In this study, copper-doped bioglass particles (Cu-BGs) were synthesized by modified Stöber method and then alginate membranes containing various amounts of Cu-BGs (0, 0.5, 1, 2, 5, and 10% w/w.) were obtained using solvent casting method, followed by crosslinking with calcium chloride. Scanning electron microscopy (SEM), transmission electron microscopy (TEM), together with the zeta potential analysis indicated that Cu-BGs particles had homogeneity in size and shape with good dispersibility in water. It was possible to observe individual Cu-BGs particle and agglomerates in the cross-section of the membranes with SEM. SEM with energy-dispersive X-ray analysis confirmed the incorporation of Cu+2 ions on the samples. The swelling degree of Cu-BGs-containing membranes was found to be significantly lower than that of the native alginate membrane. The weight loss data showed that the increase in the Cu-BGs level improved the in vitro degradation behavior of the membranes.
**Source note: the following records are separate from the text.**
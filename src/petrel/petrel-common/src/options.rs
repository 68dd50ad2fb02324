/*
 * Petrel mail transfer engine
 * Copyright (C) 2024 the Petrel developers
 *
 * This program is free software: you can redistribute it and/or modify it under
 * the terms of the GNU General Public License as published by the Free Software
 * Foundation, either version 3 of the License, or any later version.
 *
 * This program is distributed in the hope that it will be useful, but WITHOUT
 * ANY WARRANTY; without even the implied warranty of MERCHANTABILITY or FITNESS
 * FOR A PARTICULAR PURPOSE.  See the GNU General Public License for more details.
 *
 * You should have received a copy of the GNU General Public License along with
 * this program. If not, see https://www.gnu.org/licenses/.
 *
*/

use crate::{xtext, ReversePath};

/// A parameter value did not match its extension grammar.
#[derive(Debug, Clone, PartialEq, Eq, thiserror::Error)]
#[non_exhaustive]
pub enum InvalidParameter {
    /// Value missing, duplicated or not in the keyword's vocabulary.
    #[error("invalid value for parameter {keyword}: {value:?}")]
    BadValue {
        /// Parameter keyword, upcased.
        keyword: &'static str,
        /// The raw value.
        value: String,
    },
    /// An xtext-encoded value failed to decode.
    #[error("parameter {keyword}: {source}")]
    BadEncoding {
        /// Parameter keyword, upcased.
        keyword: &'static str,
        /// Decoder failure.
        #[source]
        source: xtext::XtextError,
    },
}

impl InvalidParameter {
    /// Shorthand used by the value parsers below.
    #[must_use]
    #[inline]
    pub fn bad_value(keyword: &'static str, value: impl Into<String>) -> Self {
        Self::BadValue {
            keyword,
            value: value.into(),
        }
    }
}

/// See "SMTP Service Extension for 8-bit MIME Transport"
/// <https://datatracker.ietf.org/doc/html/rfc6152> and RFC 3030 for the
/// binary variant.
#[derive(Debug, Clone, Copy, PartialEq, Eq, strum::AsRefStr, strum::EnumString, serde::Serialize, serde::Deserialize)]
#[strum(ascii_case_insensitive)]
#[allow(clippy::exhaustive_enums)]
pub enum BodyType {
    ///
    #[strum(serialize = "7BIT")]
    SevenBit,
    ///
    #[strum(serialize = "8BITMIME")]
    EightBitMime,
    /// Requires BDAT; DATA is refused for the transaction.
    #[strum(serialize = "BINARYMIME")]
    BinaryMime,
}

/// <https://www.rfc-editor.org/rfc/rfc3461>
/// return either the full message or only the headers in a DSN.
#[allow(clippy::exhaustive_enums)]
#[derive(Debug, Clone, Copy, PartialEq, Eq, strum::AsRefStr, strum::EnumString, serde::Serialize, serde::Deserialize)]
#[strum(ascii_case_insensitive)]
#[serde(rename_all = "lowercase")]
pub enum DsnReturn {
    /// Complete message.
    #[strum(serialize = "FULL")]
    Full,
    /// Only the message headers.
    #[strum(serialize = "HDRS")]
    Headers,
}

/// Parameters attached to `MAIL FROM`.
#[derive(Debug, Clone, Default, PartialEq, Eq, serde::Serialize, serde::Deserialize)]
#[allow(clippy::exhaustive_structs)]
pub struct MailOptions {
    /// `BODY=` (8BITMIME / BINARYMIME).
    pub body: Option<BodyType>,
    /// `SIZE=`, the client's declared message size.
    pub size: Option<usize>,
    /// `SMTPUTF8`: non-ASCII mailboxes are permitted in this transaction.
    pub utf8: bool,
    /// `REQUIRETLS`: onward delivery only over TLS.
    pub require_tls: bool,
    /// `RET=`, DSN return policy.
    pub ret: Option<DsnReturn>,
    /// `ENVID=`, DSN envelope identifier (decoded).
    pub envelope_id: Option<String>,
    /// `AUTH=`, trusted original submitter (decoded), `<>` when unknown.
    pub auth: Option<ReversePath>,
}

/// `NOTIFY=` of RFC 3461: when a DSN should be produced for a recipient.
#[derive(Debug, Clone, PartialEq, Eq, serde::Serialize, serde::Deserialize)]
#[serde(deny_unknown_fields)]
#[allow(clippy::exhaustive_enums)]
pub enum NotifyOn {
    /// This recipient must explicitly not produce a DSN.
    Never,
    /// One or more scenarios that should produce a DSN.
    Some {
        /// Delivery succeeded.
        success: bool,
        /// Delivery failed.
        failure: bool,
        /// Delivery has been delayed.
        delay: bool,
    },
}

impl std::str::FromStr for NotifyOn {
    type Err = InvalidParameter;

    /// Parse the comma-separated list; `NEVER` must appear alone and
    /// duplicates are forbidden.
    #[inline]
    fn from_str(s: &str) -> Result<Self, Self::Err> {
        let mut notify = None;
        for item in s.split(',') {
            #[allow(clippy::pattern_type_mismatch)]
            match (item, &mut notify) {
                (never, None) if never.eq_ignore_ascii_case("NEVER") => {
                    notify = Some(Self::Never);
                }
                (success, None) if success.eq_ignore_ascii_case("SUCCESS") => {
                    notify = Some(Self::Some {
                        success: true,
                        failure: false,
                        delay: false,
                    });
                }
                (failure, None) if failure.eq_ignore_ascii_case("FAILURE") => {
                    notify = Some(Self::Some {
                        success: false,
                        failure: true,
                        delay: false,
                    });
                }
                (delay, None) if delay.eq_ignore_ascii_case("DELAY") => {
                    notify = Some(Self::Some {
                        success: false,
                        failure: false,
                        delay: true,
                    });
                }
                (success, Some(Self::Some { success: seen, .. }))
                    if success.eq_ignore_ascii_case("SUCCESS") && !*seen =>
                {
                    *seen = true;
                }
                (failure, Some(Self::Some { failure: seen, .. }))
                    if failure.eq_ignore_ascii_case("FAILURE") && !*seen =>
                {
                    *seen = true;
                }
                (delay, Some(Self::Some { delay: seen, .. }))
                    if delay.eq_ignore_ascii_case("DELAY") && !*seen =>
                {
                    *seen = true;
                }
                // NEVER combined with anything, duplicates, unknown keyword
                _ => return Err(InvalidParameter::bad_value("NOTIFY", s)),
            }
        }
        notify.ok_or_else(|| InvalidParameter::bad_value("NOTIFY", s))
    }
}

impl std::fmt::Display for NotifyOn {
    #[inline]
    fn fmt(&self, f: &mut std::fmt::Formatter<'_>) -> std::fmt::Result {
        match *self {
            Self::Never => f.write_str("NEVER"),
            Self::Some {
                success,
                failure,
                delay,
            } => {
                let mut first = true;
                for (wanted, keyword) in [(success, "SUCCESS"), (failure, "FAILURE"), (delay, "DELAY")]
                {
                    if wanted {
                        if !first {
                            f.write_str(",")?;
                        }
                        f.write_str(keyword)?;
                        first = false;
                    }
                }
                Ok(())
            }
        }
    }
}

/// The address form used in an `ORCPT=` argument.
#[derive(Debug, Clone, Copy, PartialEq, Eq, strum::AsRefStr, strum::EnumString, serde::Serialize, serde::Deserialize)]
#[allow(clippy::exhaustive_enums)]
pub enum OrcptAddrType {
    /// xtext-encoded legacy address.
    #[strum(serialize = "rfc822", ascii_case_insensitive)]
    Rfc822,
    /// utf-8-addr-xtext / utf-8-addr-unitext encoded address.
    #[strum(serialize = "utf-8", ascii_case_insensitive)]
    Utf8,
}

/// `ORCPT=` of RFC 3461/6533: the original, pre-rewriting recipient.
#[derive(Debug, Clone, PartialEq, Eq, serde::Serialize, serde::Deserialize)]
#[allow(clippy::exhaustive_structs)]
pub struct OriginalRecipient {
    /// Address type tag.
    pub addr_type: OrcptAddrType,
    /// The original recipient address, decoded.
    pub mailbox: String,
}

impl std::str::FromStr for OriginalRecipient {
    type Err = InvalidParameter;

    #[inline]
    fn from_str(s: &str) -> Result<Self, Self::Err> {
        let (addr_type, encoded) = s
            .split_once(';')
            .ok_or_else(|| InvalidParameter::bad_value("ORCPT", s))?;
        let addr_type = addr_type
            .parse::<OrcptAddrType>()
            .map_err(|_e| InvalidParameter::bad_value("ORCPT", s))?;
        let mailbox = match addr_type {
            OrcptAddrType::Rfc822 => xtext::decode(encoded),
            OrcptAddrType::Utf8 => xtext::decode_utf8_addr(encoded),
        }
        .map_err(|source| InvalidParameter::BadEncoding {
            keyword: "ORCPT",
            source,
        })?;
        Ok(Self { addr_type, mailbox })
    }
}

impl OriginalRecipient {
    /// Wire form of the argument value. `utf-8` addresses use unitext when
    /// the transaction negotiated SMTPUTF8 and the pure-ASCII xtext form
    /// otherwise.
    #[must_use]
    #[inline]
    pub fn encode(&self, smtputf8: bool) -> String {
        let encoded = match self.addr_type {
            OrcptAddrType::Rfc822 => xtext::encode(&self.mailbox),
            OrcptAddrType::Utf8 if smtputf8 => xtext::encode_utf8_addr_unitext(&self.mailbox),
            OrcptAddrType::Utf8 => xtext::encode_utf8_addr_xtext(&self.mailbox),
        };
        format!("{};{encoded}", self.addr_type.as_ref())
    }
}

/// `BY=` mode of RFC 2852.
#[derive(Debug, Clone, Copy, PartialEq, Eq, serde::Serialize, serde::Deserialize)]
#[allow(clippy::exhaustive_enums)]
pub enum ByMode {
    /// `N`: notify on expiry, keep trying.
    Notify,
    /// `R`: return the message on expiry.
    Return,
}

/// `BY=seconds;mode[T]` of RFC 2852 (DELIVERBY).
#[derive(Debug, Clone, Copy, PartialEq, Eq, serde::Serialize, serde::Deserialize)]
#[allow(clippy::exhaustive_structs)]
pub struct DeliverBy {
    /// Seconds until the deadline, possibly negative in notify mode.
    pub seconds: i64,
    /// What to do when the deadline passes.
    pub mode: ByMode,
    /// The `T` trace modifier.
    pub trace: bool,
}

impl std::str::FromStr for DeliverBy {
    type Err = InvalidParameter;

    #[inline]
    fn from_str(s: &str) -> Result<Self, Self::Err> {
        let (seconds, mode) = s
            .split_once(';')
            .ok_or_else(|| InvalidParameter::bad_value("BY", s))?;
        let seconds = seconds
            .parse::<i64>()
            .map_err(|_e| InvalidParameter::bad_value("BY", s))?;

        let (mode, trace) = match mode {
            "N" | "n" => (ByMode::Notify, false),
            "NT" | "nt" | "Nt" | "nT" => (ByMode::Notify, true),
            "R" | "r" => (ByMode::Return, false),
            "RT" | "rt" | "Rt" | "rT" => (ByMode::Return, true),
            _ => return Err(InvalidParameter::bad_value("BY", s)),
        };
        // a return-mode deadline in the past is not satisfiable
        if matches!(mode, ByMode::Return) && seconds <= 0 {
            return Err(InvalidParameter::bad_value("BY", s));
        }
        Ok(Self {
            seconds,
            mode,
            trace,
        })
    }
}

impl std::fmt::Display for DeliverBy {
    #[inline]
    fn fmt(&self, f: &mut std::fmt::Formatter<'_>) -> std::fmt::Result {
        write!(
            f,
            "{};{}{}",
            self.seconds,
            match self.mode {
                ByMode::Notify => 'N',
                ByMode::Return => 'R',
            },
            if self.trace { "T" } else { "" }
        )
    }
}

/// `MT-PRIORITY=` of RFC 6710, a priority in -9..=9.
#[derive(Debug, Clone, Copy, PartialEq, Eq, PartialOrd, Ord, serde::Serialize, serde::Deserialize)]
pub struct MtPriority(i8);

impl MtPriority {
    /// Wrap a priority value.
    ///
    /// # Errors
    ///
    /// * the value is outside of -9..=9
    #[inline]
    pub fn new(value: i8) -> Result<Self, InvalidParameter> {
        if (-9..=9).contains(&value) {
            Ok(Self(value))
        } else {
            Err(InvalidParameter::bad_value("MT-PRIORITY", value.to_string()))
        }
    }

    /// The wrapped value.
    #[must_use]
    #[inline]
    pub const fn value(self) -> i8 {
        self.0
    }
}

impl std::str::FromStr for MtPriority {
    type Err = InvalidParameter;

    #[inline]
    fn from_str(s: &str) -> Result<Self, Self::Err> {
        s.parse::<i8>()
            .map_err(|_e| InvalidParameter::bad_value("MT-PRIORITY", s))
            .and_then(Self::new)
    }
}

impl std::fmt::Display for MtPriority {
    #[inline]
    fn fmt(&self, f: &mut std::fmt::Formatter<'_>) -> std::fmt::Result {
        write!(f, "{}", self.0)
    }
}

/// Parse an `RRVS=` timestamp (RFC 7293): an RFC 3339 date-time, any
/// trailing `;action` clause ignored.
///
/// # Errors
///
/// * the timestamp is not RFC 3339
#[inline]
pub fn parse_rrvs(value: &str) -> Result<time::OffsetDateTime, InvalidParameter> {
    let timestamp = value.split(';').next().unwrap_or(value);
    time::OffsetDateTime::parse(timestamp, &time::format_description::well_known::Rfc3339)
        .map_err(|_e| InvalidParameter::bad_value("RRVS", value))
}

/// Format a timestamp for `RRVS=`.
///
/// # Errors
///
/// * the timestamp cannot be represented in RFC 3339 (year out of range)
#[inline]
pub fn format_rrvs(timestamp: time::OffsetDateTime) -> Result<String, InvalidParameter> {
    timestamp
        .format(&time::format_description::well_known::Rfc3339)
        .map_err(|_e| InvalidParameter::bad_value("RRVS", timestamp.to_string()))
}

/// Parameters attached to a single `RCPT TO`.
#[derive(Debug, Clone, Default, PartialEq, Eq, serde::Serialize, serde::Deserialize)]
#[allow(clippy::exhaustive_structs)]
pub struct RcptOptions {
    /// `NOTIFY=`.
    pub notify: Option<NotifyOn>,
    /// `ORCPT=`.
    pub orcpt: Option<OriginalRecipient>,
    /// `RRVS=`, require-recipient-valid-since.
    #[serde(with = "time::serde::rfc3339::option")]
    pub rrvs: Option<time::OffsetDateTime>,
    /// `BY=`, deliver-by deadline.
    pub by: Option<DeliverBy>,
    /// `MT-PRIORITY=`.
    pub mt_priority: Option<MtPriority>,
}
Regarding mechanical properties, maximum stress and elastic modulus increased with increasing Cu-BGs level, reaching the highest point with 2% Cu-BGs in the membranes. Interaction between alginate and Cu-BGs was exhibited by Infrared Spectroscopy and X-ray diffraction proved the amorphous structure of both alginate polymer and Cu-BGs. Agar disc diffusion assay and turbidity measurements revealed that obtained membranes did not show any antimicrobial properties against Staphylococcus aureus and Escherichia coli.